(Stored items)

[Start of Attachment]

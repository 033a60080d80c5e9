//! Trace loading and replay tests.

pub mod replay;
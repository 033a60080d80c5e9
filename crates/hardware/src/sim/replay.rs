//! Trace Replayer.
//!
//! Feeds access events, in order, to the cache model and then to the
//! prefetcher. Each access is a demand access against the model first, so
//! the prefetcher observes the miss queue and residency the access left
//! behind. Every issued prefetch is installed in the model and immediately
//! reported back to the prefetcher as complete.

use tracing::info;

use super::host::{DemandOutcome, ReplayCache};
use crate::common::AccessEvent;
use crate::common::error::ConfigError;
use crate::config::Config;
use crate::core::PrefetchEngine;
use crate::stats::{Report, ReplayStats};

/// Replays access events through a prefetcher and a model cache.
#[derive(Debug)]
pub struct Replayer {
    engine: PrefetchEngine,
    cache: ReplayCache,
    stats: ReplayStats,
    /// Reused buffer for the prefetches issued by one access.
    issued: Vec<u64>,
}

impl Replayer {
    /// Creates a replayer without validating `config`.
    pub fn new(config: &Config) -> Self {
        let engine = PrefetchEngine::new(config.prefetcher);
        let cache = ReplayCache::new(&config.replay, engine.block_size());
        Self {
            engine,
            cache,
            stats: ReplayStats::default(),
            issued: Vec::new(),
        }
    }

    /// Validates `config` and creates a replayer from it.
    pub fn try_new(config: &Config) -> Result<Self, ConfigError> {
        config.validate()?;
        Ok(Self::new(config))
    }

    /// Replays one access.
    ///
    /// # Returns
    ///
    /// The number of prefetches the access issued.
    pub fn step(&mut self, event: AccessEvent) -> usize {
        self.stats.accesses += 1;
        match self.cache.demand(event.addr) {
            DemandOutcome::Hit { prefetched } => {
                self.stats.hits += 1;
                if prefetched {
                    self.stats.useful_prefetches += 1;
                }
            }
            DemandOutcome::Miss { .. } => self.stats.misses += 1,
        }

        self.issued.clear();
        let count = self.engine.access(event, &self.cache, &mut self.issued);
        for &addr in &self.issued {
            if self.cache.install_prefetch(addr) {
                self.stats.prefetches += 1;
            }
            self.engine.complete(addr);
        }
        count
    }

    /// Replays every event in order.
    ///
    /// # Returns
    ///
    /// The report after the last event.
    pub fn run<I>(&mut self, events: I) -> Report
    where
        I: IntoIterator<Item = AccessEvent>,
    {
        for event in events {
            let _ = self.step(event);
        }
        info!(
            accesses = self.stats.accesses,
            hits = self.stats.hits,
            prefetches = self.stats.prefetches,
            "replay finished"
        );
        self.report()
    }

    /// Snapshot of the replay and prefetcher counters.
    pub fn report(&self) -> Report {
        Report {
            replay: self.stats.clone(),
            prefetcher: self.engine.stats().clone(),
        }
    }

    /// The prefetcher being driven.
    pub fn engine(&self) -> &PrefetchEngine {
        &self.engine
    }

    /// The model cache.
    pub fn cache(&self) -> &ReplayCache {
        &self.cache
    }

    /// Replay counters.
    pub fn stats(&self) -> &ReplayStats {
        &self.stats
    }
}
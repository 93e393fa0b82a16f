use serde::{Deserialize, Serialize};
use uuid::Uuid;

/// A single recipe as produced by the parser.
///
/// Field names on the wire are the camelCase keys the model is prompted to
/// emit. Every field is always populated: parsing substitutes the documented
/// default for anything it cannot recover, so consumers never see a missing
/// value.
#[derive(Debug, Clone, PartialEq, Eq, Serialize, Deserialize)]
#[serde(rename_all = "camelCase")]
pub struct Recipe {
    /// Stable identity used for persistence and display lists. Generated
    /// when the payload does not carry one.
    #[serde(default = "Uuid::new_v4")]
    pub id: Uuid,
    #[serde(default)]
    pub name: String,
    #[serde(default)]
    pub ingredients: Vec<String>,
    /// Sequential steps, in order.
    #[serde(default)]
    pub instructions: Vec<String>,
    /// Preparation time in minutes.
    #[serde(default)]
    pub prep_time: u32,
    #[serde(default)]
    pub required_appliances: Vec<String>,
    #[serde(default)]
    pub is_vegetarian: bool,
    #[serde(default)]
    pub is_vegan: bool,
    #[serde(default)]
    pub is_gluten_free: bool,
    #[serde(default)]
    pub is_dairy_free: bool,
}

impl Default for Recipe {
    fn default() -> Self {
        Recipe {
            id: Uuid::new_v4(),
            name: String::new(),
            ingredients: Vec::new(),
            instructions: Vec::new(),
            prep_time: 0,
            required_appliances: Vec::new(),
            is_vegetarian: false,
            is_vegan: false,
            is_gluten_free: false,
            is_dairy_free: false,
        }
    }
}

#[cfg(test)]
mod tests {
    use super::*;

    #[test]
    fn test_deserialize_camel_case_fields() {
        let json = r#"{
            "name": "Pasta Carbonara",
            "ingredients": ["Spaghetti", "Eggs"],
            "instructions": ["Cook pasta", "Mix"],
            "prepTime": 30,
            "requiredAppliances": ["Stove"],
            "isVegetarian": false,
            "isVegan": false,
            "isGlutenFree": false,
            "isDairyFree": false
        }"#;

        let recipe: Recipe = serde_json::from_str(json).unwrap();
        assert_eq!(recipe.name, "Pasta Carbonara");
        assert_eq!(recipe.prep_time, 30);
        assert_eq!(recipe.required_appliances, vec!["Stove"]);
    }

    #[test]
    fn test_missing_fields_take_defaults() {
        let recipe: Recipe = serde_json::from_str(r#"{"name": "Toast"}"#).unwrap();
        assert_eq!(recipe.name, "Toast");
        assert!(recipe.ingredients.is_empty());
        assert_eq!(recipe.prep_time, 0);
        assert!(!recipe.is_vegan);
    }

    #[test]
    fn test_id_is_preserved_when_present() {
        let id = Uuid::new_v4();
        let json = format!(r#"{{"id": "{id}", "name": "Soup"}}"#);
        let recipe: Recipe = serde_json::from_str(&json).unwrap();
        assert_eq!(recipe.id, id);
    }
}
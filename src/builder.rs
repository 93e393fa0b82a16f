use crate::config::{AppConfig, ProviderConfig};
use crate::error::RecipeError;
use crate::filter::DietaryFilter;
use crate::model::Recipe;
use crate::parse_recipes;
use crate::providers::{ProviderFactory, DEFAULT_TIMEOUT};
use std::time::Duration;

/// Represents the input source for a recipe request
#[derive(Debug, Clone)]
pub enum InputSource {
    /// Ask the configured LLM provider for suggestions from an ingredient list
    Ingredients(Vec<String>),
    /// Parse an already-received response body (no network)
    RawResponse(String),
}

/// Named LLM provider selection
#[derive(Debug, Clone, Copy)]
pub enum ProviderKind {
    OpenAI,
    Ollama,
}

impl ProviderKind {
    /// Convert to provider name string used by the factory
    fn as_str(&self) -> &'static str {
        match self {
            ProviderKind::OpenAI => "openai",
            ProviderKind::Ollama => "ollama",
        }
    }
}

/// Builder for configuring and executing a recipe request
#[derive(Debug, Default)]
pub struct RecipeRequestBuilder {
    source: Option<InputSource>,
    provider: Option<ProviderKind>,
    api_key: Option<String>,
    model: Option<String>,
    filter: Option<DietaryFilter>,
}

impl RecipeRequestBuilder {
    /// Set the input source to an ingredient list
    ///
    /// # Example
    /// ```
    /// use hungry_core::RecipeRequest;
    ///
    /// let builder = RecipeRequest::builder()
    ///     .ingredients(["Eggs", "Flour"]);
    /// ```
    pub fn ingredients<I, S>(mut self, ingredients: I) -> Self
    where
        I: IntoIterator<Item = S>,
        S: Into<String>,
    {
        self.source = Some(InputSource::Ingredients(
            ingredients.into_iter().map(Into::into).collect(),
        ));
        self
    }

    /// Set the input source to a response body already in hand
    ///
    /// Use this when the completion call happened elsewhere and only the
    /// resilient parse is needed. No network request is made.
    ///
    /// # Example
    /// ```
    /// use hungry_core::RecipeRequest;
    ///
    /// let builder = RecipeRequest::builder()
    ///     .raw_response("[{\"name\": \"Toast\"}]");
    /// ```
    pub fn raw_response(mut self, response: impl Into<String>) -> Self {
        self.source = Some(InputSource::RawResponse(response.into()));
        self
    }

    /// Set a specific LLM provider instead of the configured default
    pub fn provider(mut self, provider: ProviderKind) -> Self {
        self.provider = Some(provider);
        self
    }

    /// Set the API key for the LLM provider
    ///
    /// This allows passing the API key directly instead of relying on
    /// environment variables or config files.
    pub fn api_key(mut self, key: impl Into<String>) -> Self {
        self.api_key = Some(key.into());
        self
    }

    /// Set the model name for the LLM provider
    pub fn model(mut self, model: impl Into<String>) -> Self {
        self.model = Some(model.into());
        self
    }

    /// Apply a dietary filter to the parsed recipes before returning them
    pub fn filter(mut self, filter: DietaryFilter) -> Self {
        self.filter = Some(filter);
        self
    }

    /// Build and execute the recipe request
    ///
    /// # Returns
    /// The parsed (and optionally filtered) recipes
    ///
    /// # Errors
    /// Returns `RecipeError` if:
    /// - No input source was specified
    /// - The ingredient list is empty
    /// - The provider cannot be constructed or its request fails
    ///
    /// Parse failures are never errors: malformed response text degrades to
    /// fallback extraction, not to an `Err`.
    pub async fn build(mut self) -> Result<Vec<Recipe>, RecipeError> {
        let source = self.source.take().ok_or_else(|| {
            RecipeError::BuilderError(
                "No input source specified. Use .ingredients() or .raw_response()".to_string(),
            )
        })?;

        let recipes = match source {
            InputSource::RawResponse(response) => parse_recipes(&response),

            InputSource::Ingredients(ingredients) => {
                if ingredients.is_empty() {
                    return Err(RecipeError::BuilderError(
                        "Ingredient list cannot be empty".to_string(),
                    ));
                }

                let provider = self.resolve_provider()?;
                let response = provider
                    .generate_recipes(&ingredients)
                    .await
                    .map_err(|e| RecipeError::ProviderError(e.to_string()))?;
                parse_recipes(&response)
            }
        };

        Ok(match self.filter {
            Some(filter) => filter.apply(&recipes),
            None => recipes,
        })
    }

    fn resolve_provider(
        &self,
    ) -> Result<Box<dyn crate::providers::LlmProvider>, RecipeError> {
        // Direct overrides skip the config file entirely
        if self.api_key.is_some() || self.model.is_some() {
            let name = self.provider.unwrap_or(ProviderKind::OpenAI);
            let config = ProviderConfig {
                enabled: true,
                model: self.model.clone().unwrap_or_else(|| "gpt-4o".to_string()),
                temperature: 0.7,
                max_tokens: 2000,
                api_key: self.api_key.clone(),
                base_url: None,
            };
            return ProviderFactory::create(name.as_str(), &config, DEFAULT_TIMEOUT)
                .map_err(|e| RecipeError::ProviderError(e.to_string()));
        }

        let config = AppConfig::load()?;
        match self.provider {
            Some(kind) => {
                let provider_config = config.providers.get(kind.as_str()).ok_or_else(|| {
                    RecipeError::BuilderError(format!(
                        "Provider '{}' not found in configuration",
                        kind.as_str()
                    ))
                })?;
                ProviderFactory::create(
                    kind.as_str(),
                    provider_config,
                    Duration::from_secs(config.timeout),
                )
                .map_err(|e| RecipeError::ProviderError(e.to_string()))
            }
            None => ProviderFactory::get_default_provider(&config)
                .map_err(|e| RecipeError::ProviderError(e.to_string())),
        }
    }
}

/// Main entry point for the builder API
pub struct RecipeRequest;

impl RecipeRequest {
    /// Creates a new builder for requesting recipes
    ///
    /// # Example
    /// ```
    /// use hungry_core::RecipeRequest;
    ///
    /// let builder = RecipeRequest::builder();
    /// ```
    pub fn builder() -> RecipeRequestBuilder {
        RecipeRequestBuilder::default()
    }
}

[End of Attachment]

■ Problem statement ■
The word "events" may appear in several lines of the data; copy every line where it does.

■ Written answer ■
//! Feeds access events, in order, to the cache model and then to the
/// Replays access events through a prefetcher and a model cache.
    pub fn run<I>(&mut self, events: I) -> Report
        for event in events {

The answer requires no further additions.